------ Data listing

impl Failure {
    pub fn title(&self) -> &'static str {
        match self {
            Failure::ExpectedValid { .. } => "expected valid, but got error",
            Failure::ExpectedInvalid { .. } => "expected invalid, but validation passed",
            Failure::ExecutionFailed { .. } => "execution failed",
            Failure::LengthMismatch { .. } => "list length mismatch",
            Failure::FieldNotFound { .. } => "field not found",
            Failure::FieldError { .. } => "field error",
            Failure::OutputMismatch { .. } | Failure::EqualMismatch { .. } => "output mismatch",
            Failure::ContainsMismatch { .. } => "output does not contain expected values",
            Failure::FieldValueMismatch { .. } => "field value mismatch",
            Failure::ErrorMismatch { .. } => "error does not satisfy constraint",
            Failure::ErrorContains { .. } => "error message mismatch",
            Failure::ErrorPath { .. } => "error path mismatch",
            Failure::Internal { .. } => "internal error",
        }
    }

    pub fn is_internal(&self) -> bool {
        matches!(self, Failure::Internal { .. })
    }

    pub fn definition(&self) -> &str {
        match self {
            Failure::ExpectedValid { definition, .. }
            | Failure::ExpectedInvalid { definition, .. }
            | Failure::ExecutionFailed { definition, .. }
            | Failure::LengthMismatch { definition, .. }
            | Failure::FieldNotFound { definition, .. }
            | Failure::FieldError { definition, .. }
            | Failure::OutputMismatch { definition, .. }
            | Failure::EqualMismatch { definition, .. }
            | Failure::ContainsMismatch { definition, .. }
            | Failure::FieldValueMismatch { definition, .. }
            | Failure::ErrorMismatch { definition, .. }
            | Failure::ErrorContains { definition, .. }
            | Failure::ErrorPath { definition, .. }
            | Failure::Internal { definition, .. } => definition,
        }
    }

    /// The lines printed under the title, definition first.
    pub fn details(&self) -> Vec<Detail> {
        let mut lines = vec![detail("definition", self.definition(), Tone::Definition)];
        match self {
            Failure::ExpectedValid {
                concrete,
                input,
                error,
                ..
            } => {
                lines.push(detail("concrete", concrete.to_string(), Tone::Plain));
                lines.push(detail("input", input, Tone::Muted));
                lines.push(detail("error", error, Tone::Actual));
            }
            Failure::ExpectedInvalid {
                concrete,
                input,
                output,
                ..
            } => {
                lines.push(detail("concrete", concrete.to_string(), Tone::Plain));
                lines.push(detail("input", input, Tone::Muted));
                lines.push(detail("output", output, Tone::Muted));
            }
            Failure::ExecutionFailed { error, .. } => {
                lines.push(detail("error", error, Tone::Actual));
            }
            Failure::LengthMismatch {
                field,
                expected,
                actual,
                ..
            } => {
                lines.push(detail("field", field.to_string(), Tone::Plain));
                lines.push(detail("expected", format!("{expected} elements"), Tone::Expected));
                lines.push(detail("actual", format!("{actual} elements"), Tone::Actual));
            }
            Failure::FieldNotFound { field, .. } => {
                lines.push(detail("field", field.to_string(), Tone::Actual));
            }
            Failure::FieldError { field, error, .. } => {
                lines.push(detail("field", field.to_string(), Tone::Plain));
                lines.push(detail("error", error, Tone::Actual));
            }
            Failure::OutputMismatch {
                field,
                expected,
                actual,
                error,
                ..
            } => {
                lines.push(detail("field", field.to_string(), Tone::Plain));
                lines.push(detail("expected", expected, Tone::Expected));
                lines.push(detail("actual", actual, Tone::Actual));
                lines.push(detail("error", error, Tone::Muted));
            }
            Failure::EqualMismatch {
                expected,
                actual,
                error,
                ..
            } => {
                lines.push(detail("expected", expected, Tone::Expected));
                lines.push(detail("actual", actual, Tone::Actual));
                lines.push(detail("error", error, Tone::Muted));
            }
            Failure::ContainsMismatch { error, .. } => {
                lines.push(detail("error", error, Tone::Actual));
            }
            Failure::FieldValueMismatch {
                field,
                expected,
                actual,
                error,
                ..
            } => {
                lines.push(detail("field", field.to_string(), Tone::Plain));
                match (expected, actual) {
                    (Some(expected), Some(actual)) => {
                        lines.push(detail("expected", expected, Tone::Expected));
                        lines.push(detail("actual", actual, Tone::Actual));
                    }
                    _ => lines.push(detail("error", error, Tone::Actual)),
                }
            }
            Failure::ErrorMismatch {
                expected,
                error,
                reason,
                ..
            } => {
                lines.push(detail("expected", format!("error matching {expected}"), Tone::Expected));
                lines.push(detail("got", error, Tone::Actual));
                lines.push(detail("reason", reason, Tone::Muted));
            }
            Failure::ErrorContains { expected, error, .. } => {
                lines.push(detail("expected", format!("error containing {expected:?}"), Tone::Expected));
                lines.push(detail("got", error, Tone::Actual));
            }
            Failure::ErrorPath { expected, error, .. } => {
                lines.push(detail("expected", format!("error at path {expected:?}"), Tone::Expected));
                lines.push(detail("got", error, Tone::Actual));
            }
            Failure::Internal { message, .. } => {
                lines.push(detail("error", message, Tone::Actual));
            }
        }
        lines
    }
}
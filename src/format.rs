//! Rendering values for diagnostics.

use crate::engine::{Scalar, Shape, Structured};
use crate::errors::ValueErrors;

/// Longest input preview shown in a diagnostic.
pub const DEFAULT_PREVIEW_LIMIT: usize = 200;

/// Formats a float the way `%g` does for shortest representations: plain
/// decimal for ordinary magnitudes, exponent form for very large or very
/// small ones.
///
/// ```rust
/// use schema_harness::format::format_float;
/// assert_eq!(format_float(1.5), "1.5");
/// assert_eq!(format_float(8080.0), "8080");
/// assert_eq!(format_float(1e21), "1e+21");
/// assert_eq!(format_float(0.00001), "1e-05");
/// ```
pub fn format_float(x: f64) -> String {
    let magnitude = x.abs();
    if x != 0.0 && x.is_finite() && !(1e-4..1e21).contains(&magnitude) {
        let formatted = format!("{x:e}");
        if let Some((mantissa, exponent)) = formatted.split_once('e') {
            let (sign, digits) = match exponent.strip_prefix('-') {
                Some(digits) => ('-', digits),
                None => ('+', exponent),
            };
            return format!("{mantissa}e{sign}{digits:0>2}");
        }
        formatted
    } else {
        format!("{x}")
    }
}

/// Scalars in their literal form, everything else as canonical JSON.
pub fn format_value<V: Structured>(value: &V) -> Result<String, ValueErrors> {
    match value.shape() {
        Shape::Scalar(Scalar::String(s)) => Ok(quote(&s)),
        Shape::Scalar(Scalar::Int(n)) => Ok(n.to_string()),
        Shape::Scalar(Scalar::Float(x)) => Ok(format_float(x)),
        Shape::Scalar(Scalar::Bool(b)) => Ok(b.to_string()),
        Shape::Scalar(Scalar::Null) => Ok("null".to_string()),
        _ => value.to_json().map(|json| json.to_string()),
    }
}

/// Like [`format_value`], falling back to the engine's own rendering for
/// values with no JSON form (`int`, `>=0`, ...).
pub fn render_value<V: Structured>(value: &V) -> String {
    format_value(value).unwrap_or_else(|_| value.describe())
}

/// Indented JSON, for expectations compared as a whole. Values with no
/// JSON form use the engine's rendering.
pub fn pretty<V: Structured>(value: &V) -> String {
    value
        .to_json()
        .ok()
        .and_then(|json| serde_json::to_string_pretty(&json).ok())
        .unwrap_or_else(|| value.describe())
}

/// JSON rendering of an input, cut to `limit` characters.
pub fn preview<V: Structured>(value: &V, limit: usize) -> String {
    match value.to_json() {
        Ok(json) => truncate(&json.to_string(), limit),
        Err(_) => "<cannot marshal input>".to_string(),
    }
}

/// Keeps at most `limit` characters, marking the cut with `...`.
pub fn truncate(text: &str, limit: usize) -> String {
    if text.chars().count() <= limit {
        return text.to_string();
    }
    let keep = limit.saturating_sub(3);
    let mut out: String = text.chars().take(keep).collect();
    out.push_str("...");
    out
}

fn quote(s: &str) -> String {
    serde_json::to_string(s).unwrap_or_else(|_| format!("\"{s}\""))
}
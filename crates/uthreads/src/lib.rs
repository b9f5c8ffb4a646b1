//! Cooperative user-level thread library with virtual-time preemption.
//!
//! Multiplexes up to [`MAX_THREADS`] logical threads onto the calling OS
//! thread. A virtual-time interval timer delivers `SIGVTALRM` once per
//! quantum; the handler saves the running context and installs the next
//! thread from a FIFO ready queue. Threads can block, resume each other,
//! and sleep for a number of quanta. All library state is a process-wide
//! singleton, mutated only with the preemption signal masked.
//!
//! ```no_run
//! fn worker() {
//!     // ... do some work, yielding implicitly on every quantum ...
//!     let _ = uthreads::terminate(uthreads::current_tid());
//! }
//!
//! uthreads::init(100_000).unwrap();
//! uthreads::spawn(worker).unwrap();
//! // Spin on the virtual clock; the timer preempts into the worker.
//! while uthreads::total_quantums() < 10 {}
//! ```
//!
//! Every failing call writes one `system error: ...` line to stderr before
//! returning, and unrecoverable platform failures (signal installation,
//! timer arming) exit the process.

mod context;
mod error;
mod sched;
mod signal;
mod table;

pub use error::Error;

use sched::{Scheduler, SwitchReason};
use signal::MaskGuard;

/// Maximum number of concurrently existing threads, the main one included.
pub const MAX_THREADS: usize = 100;

/// Stack size of every spawned thread, in bytes.
pub const STACK_SIZE: usize = 64 * 1024;

/// Thread identifier. The main thread is always 0.
pub type Tid = usize;

/// Initialize the library: create thread 0, set the quantum counter to 1,
/// install the `SIGVTALRM` handler, and arm the virtual timer for one
/// quantum of `quantum_usecs` microseconds.
///
/// Calling `init` again tears the previous scheduler down and starts
/// fresh; doing so from any thread but the main one is undefined, since
/// the caller's own stack is released with the rest.
pub fn init(quantum_usecs: i64) -> Result<(), Error> {
    if quantum_usecs <= 0 {
        return error::reject(Error::InvalidQuantum);
    }
    let _mask = MaskGuard::block();
    sched::install(Scheduler::new(quantum_usecs));
    signal::install_handler(sched::on_quantum_expiry);
    signal::arm_timer(quantum_usecs);
    log::debug!("thread library initialized, quantum {quantum_usecs}us");
    Ok(())
}

/// Spawn a thread running `entry` and append it to the ready queue.
/// Returns the smallest free tid. An entry function that returns
/// terminates its own thread.
pub fn spawn(entry: fn()) -> Result<Tid, Error> {
    let _mask = MaskGuard::block();
    let Some(sched) = (unsafe { sched::instance() }) else {
        return error::reject(Error::NotInitialized);
    };
    match sched.spawn(entry) {
        Ok(tid) => {
            log::trace!("spawned thread {tid}");
            Ok(tid)
        }
        Err(err) => error::reject(err),
    }
}

/// Terminate a thread.
///
/// - `tid` 0: frees every thread stack and exits the process with status 0.
/// - the calling thread: switches away and never returns.
/// - any other thread: releases its stack and id immediately and purges it
///   from the ready queue and sleep list.
pub fn terminate(tid: Tid) -> Result<(), Error> {
    let _mask = MaskGuard::block();
    let Some(sched) = (unsafe { sched::instance() }) else {
        return error::reject(Error::NotInitialized);
    };
    if tid == 0 {
        let sched = sched::take().expect("scheduler installed");
        sched.release_for_exit();
        std::process::exit(0);
    }
    if !sched.contains(tid) {
        return error::reject(Error::UnknownThread(tid));
    }
    if tid == sched.current() {
        sched::switch_current(SwitchReason::TerminateSelf);
        unreachable!("terminated thread resumed");
    }
    sched.terminate_remote(tid);
    log::trace!("terminated thread {tid}");
    Ok(())
}

/// Mark a thread blocked. Blocking the calling thread yields immediately;
/// blocking another removes it from the ready queue. Blocking an
/// already-blocked thread is a no-op. Thread 0 cannot be blocked.
pub fn block(tid: Tid) -> Result<(), Error> {
    let _mask = MaskGuard::block();
    let Some(sched) = (unsafe { sched::instance() }) else {
        return error::reject(Error::NotInitialized);
    };
    if !sched.contains(tid) {
        return error::reject(Error::UnknownThread(tid));
    }
    if tid == 0 {
        return error::reject(Error::BlockedMain);
    }
    if tid == sched.current() {
        sched.mark_blocked(tid);
        sched::switch_current(SwitchReason::Yield);
        // Resumed: some other thread has called `resume` on us since.
    } else {
        sched.block_remote(tid);
    }
    Ok(())
}

/// Clear a thread's blocked flag; unless it is still sleeping it rejoins
/// the tail of the ready queue. Resuming an un-blocked thread is a no-op.
pub fn resume(tid: Tid) -> Result<(), Error> {
    let _mask = MaskGuard::block();
    let Some(sched) = (unsafe { sched::instance() }) else {
        return error::reject(Error::NotInitialized);
    };
    if !sched.contains(tid) {
        return error::reject(Error::UnknownThread(tid));
    }
    sched.resume(tid);
    Ok(())
}

/// Put the calling thread to sleep for `num_quantums` quanta: it is
/// unscheduled until the global quantum counter reaches its wake point,
/// and then rejoins the ready queue (unless it was blocked meanwhile).
/// The main thread cannot sleep.
pub fn sleep(num_quantums: u64) -> Result<(), Error> {
    let _mask = MaskGuard::block();
    let Some(sched) = (unsafe { sched::instance() }) else {
        return error::reject(Error::NotInitialized);
    };
    if sched.current() == 0 {
        return error::reject(Error::SleptMain);
    }
    sched.start_sleep(num_quantums);
    sched::switch_current(SwitchReason::Yield);
    Ok(())
}

/// Tid of the calling thread (0 before `init`).
pub fn current_tid() -> Tid {
    let _mask = MaskGuard::block();
    unsafe { sched::instance() }.map_or(0, |s| s.current())
}

/// Global quantum counter: the number of successful switches so far,
/// the initial entry to the main thread included.
pub fn total_quantums() -> u64 {
    let _mask = MaskGuard::block();
    unsafe { sched::instance() }.map_or(0, |s| s.total_quantums())
}

/// Number of quanta the given thread has run for. A thread consuming its
/// first quantum counts 1.
pub fn quantums(tid: Tid) -> Result<u64, Error> {
    let _mask = MaskGuard::block();
    let Some(sched) = (unsafe { sched::instance() }) else {
        return error::reject(Error::NotInitialized);
    };
    match sched.quantums_of(tid) {
        Some(count) => Ok(count),
        None => error::reject(Error::UnknownThread(tid)),
    }
}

------------

* _What to produce_
The word "ValueErrors" appears in some of the lines above. Copy those lines.

* _Solution to this task_
use crate::errors::ValueErrors;
pub fn format_value<V: Structured>(value: &V) -> Result<String, ValueErrors> {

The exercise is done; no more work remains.